We keep watching the woman on the sidewalk as the infant pulls its hat off for the third time. The woman looks exasperated; both of them are red-faced and irritable.

Just watching this mother try to put on a hat looks like a nightmare. Being pregnant is one thing; a real, live, kicking human being is something else. I think of Ruth saying, “I’m just dealing with a lot,” and wonder if she thinks I was an ass not to ask her more about it.

Jack has pulled out the brown paper towel that Phil gave him and is tracing the thick black letters with his finger. He’d been doing it all across Canada. At one point I told him he was going to wear it out before we even got to Fairbanks.

“But it feels like the wing of a bird, or maybe a butterfly—it’s addicting.” He held it out to me to trace, but all I felt was a scratchy paper towel.

“You don’t feel that?”

I gave him the look.

“I can’t help it, Hank,” he said, and he sounded so old for a fourteen-year-old boy.

I did not envy Jack.

“You could lie,” he says, still tracing Selma’s name.

“What do you mean?”

“Just lie and say you’re eighteen so we don’t have to live with a foster family.”

“I can’t, Jack. We can’t risk them separating us and I don’t want to get caught lying. I promised Phil we’d keep it honest after how much he helped us.”

I stare at the sky. Canada geese are flying in a V shape overhead. It’s August, but fall is right around the corner. Isabelle said it can come and go in just a day. I imagine the geese flying over the route we just drove, looking for warmer waters. Life would be so much easier with wings.

Right then Isabelle comes flying out of the newspaper building as if she’s also a Canada goose, in a huge hurry to get somewhere. “My friend is at a ballet audition that’s just starting. We need to meet her there.”

“Isabelle, what about us?” I ask.

“What? You have an expiration date all of a sudden? You’ll keep until after the ballet,” she says.

Jack raises an eyebrow at me and shakes his head, but I know what he’s thinking because I’m thinking it, too. We’re both really going to miss her.

It’s been weeks since Selma’s last letter telling me that Dumpling’s in a coma. Worrying about Dumpling takes up all the extra space in my head, even the space I was using to wonder if Hank was really real. I want to call home and see how she is, but Sister Bernadette says international calls are strictly forbidden. I tried to write, but what would I say? And if Dumpling is in a coma, she wouldn’t be able to read it anyway.

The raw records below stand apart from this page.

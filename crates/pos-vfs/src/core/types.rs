//! Core types for the VFS layer.
//!
//! Defines FsNode, NodeKind, and file attributes.

use serde::{Deserialize, Serialize};

/// Windows-style file attributes.
///
/// Metadata only: nothing in the VFS refuses a write because of them.
#[derive(Clone, Copy, Debug, Default, PartialEq, Eq, Serialize, Deserialize)]
pub struct FileAttributes {
    /// Read-only flag
    pub read_only: bool,
    /// Hidden flag
    pub hidden: bool,
}

impl FileAttributes {
    /// Attributes with only the hidden flag set.
    pub fn hidden() -> Self {
        Self {
            read_only: false,
            hidden: true,
        }
    }

    /// Attributes with only the read-only flag set.
    pub fn read_only() -> Self {
        Self {
            read_only: true,
            hidden: false,
        }
    }
}

/// Type of filesystem entry, together with the data only that type carries.
#[derive(Clone, Debug, PartialEq, Eq, Serialize, Deserialize)]
#[serde(tag = "type", rename_all = "lowercase")]
pub enum NodeKind {
    /// Regular file
    File {
        /// File content
        content: Vec<u8>,
    },

    /// Directory
    Directory,

    /// Symbolic link
    Symlink {
        /// Link destination: another path or a virtual `scheme://` URI
        target: String,
    },
}

impl NodeKind {
    /// The persisted type tag.
    pub fn type_name(&self) -> &'static str {
        match self {
            NodeKind::File { .. } => "file",
            NodeKind::Directory => "directory",
            NodeKind::Symlink { .. } => "symlink",
        }
    }
}

/// One filesystem entry as stored.
#[derive(Clone, Debug, PartialEq, Eq, Serialize, Deserialize)]
pub struct FsNode {
    /// Canonical path (primary key)
    pub path: String,

    /// Parent directory path (empty for drive roots)
    pub parent: String,

    /// Entry name (empty for drive roots)
    pub name: String,

    /// Type of entry and its payload
    #[serde(flatten)]
    pub kind: NodeKind,

    /// Creation timestamp (millis since epoch), never changes
    pub created_at: u64,

    /// Last content or metadata change
    pub modified_at: u64,

    /// Read-only/hidden flags
    pub attributes: FileAttributes,
}

impl FsNode {
    fn new(path: String, parent: String, name: String, kind: NodeKind, now: u64) -> Self {
        Self {
            path,
            parent,
            name,
            kind,
            created_at: now,
            modified_at: now,
            attributes: FileAttributes::default(),
        }
    }

    /// Create a new directory node.
    pub fn new_directory(path: String, parent: String, name: String, now: u64) -> Self {
        Self::new(path, parent, name, NodeKind::Directory, now)
    }

    /// Create a new file node.
    pub fn new_file(path: String, parent: String, name: String, content: Vec<u8>, now: u64) -> Self {
        Self::new(path, parent, name, NodeKind::File { content }, now)
    }

    /// Create a new symlink node.
    pub fn new_symlink(path: String, parent: String, name: String, target: String, now: u64) -> Self {
        Self::new(path, parent, name, NodeKind::Symlink { target }, now)
    }

    /// Check if this is a directory.
    pub fn is_directory(&self) -> bool {
        matches!(self.kind, NodeKind::Directory)
    }

    /// Check if this is a file.
    pub fn is_file(&self) -> bool {
        matches!(self.kind, NodeKind::File { .. })
    }

    /// Check if this is a symlink.
    pub fn is_symlink(&self) -> bool {
        matches!(self.kind, NodeKind::Symlink { .. })
    }

    /// Check if this is a drive root.
    pub fn is_drive_root(&self) -> bool {
        self.parent.is_empty() && self.name.is_empty()
    }

    /// File content, if this is a file.
    pub fn content(&self) -> Option<&[u8]> {
        match &self.kind {
            NodeKind::File { content } => Some(content),
            _ => None,
        }
    }

    /// Link target, if this is a symlink.
    pub fn target(&self) -> Option<&str> {
        match &self.kind {
            NodeKind::Symlink { target } => Some(target),
            _ => None,
        }
    }

    /// Content length for files, 0 otherwise.
    pub fn size(&self) -> u64 {
        self.content().map_or(0, |c| c.len() as u64)
    }
}

#[cfg(test)]
mod tests {
    use super::*;

    #[test]
    fn test_node_kinds() {
        let dir = FsNode::new_directory(
            String::from("C:\\A"),
            String::from("C:\\"),
            String::from("A"),
            1000,
        );
        assert!(dir.is_directory());
        assert!(!dir.is_file());
        assert_eq!(dir.content(), None);
        assert_eq!(dir.kind.type_name(), "directory");

        let file = FsNode::new_file(
            String::from("C:\\A\\f.txt"),
            String::from("C:\\A"),
            String::from("f.txt"),
            b"hello".to_vec(),
            1000,
        );
        assert!(file.is_file());
        assert_eq!(file.content(), Some(&b"hello"[..]));
        assert_eq!(file.size(), 5);
        assert_eq!(file.target(), None);

        let link = FsNode::new_symlink(
            String::from("C:\\Link.lnk"),
            String::from("C:\\"),
            String::from("Link.lnk"),
            String::from("fileexplorer://"),
            1000,
        );
        assert!(link.is_symlink());
        assert_eq!(link.target(), Some("fileexplorer://"));
        assert_eq!(link.size(), 0);
    }

    #[test]
    fn test_new_node_defaults() {
        let dir = FsNode::new_directory(String::from("C:\\"), String::new(), String::new(), 42);
        assert!(dir.is_drive_root());
        assert_eq!(dir.created_at, 42);
        assert_eq!(dir.modified_at, 42);
        assert_eq!(dir.attributes, FileAttributes::default());
    }

    #[test]
    fn test_node_json_shape() {
        let link = FsNode::new_symlink(
            String::from("C:\\Link.lnk"),
            String::from("C:\\"),
            String::from("Link.lnk"),
            String::from("fileexplorer://"),
            7,
        );
        let value = serde_json::to_value(&link).unwrap();
        assert_eq!(value["type"], "symlink");
        assert_eq!(value["target"], "fileexplorer://");
        assert!(value.get("content").is_none());
    }
}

Dumpling, the only person who even bothered to say good-bye to me. Of course, Gran couldn’t have come outside to wait for the bus the night I left Fairbanks, because what would the neighbors have thought? She had to teach me a lesson, and in some ways you had to admire how hard Gran sticks to her guns. It doesn’t hurt any less, but it does help to understand where she’s coming from.

I hadn’t expected anyone to sit with me, but Dumpling had showed up on the merry-go-round, just like she’d done on the steps of the church as we watched the river.

Dumpling had this way of being there without saying anything that was so soothing. But that night I could hear the minutes ticking by in my brain, closer and closer to the time I’d have to get on that bus.

“I’ve seen my gran give your dad letters,” I told her. I would normally have been embarrassed talking about my family like this, but I was desperate and I could hear the bus just a few streets away. The grinding gears and loud air brakes made my spine prickle; it was like hearing the future before you’re ready to be in it.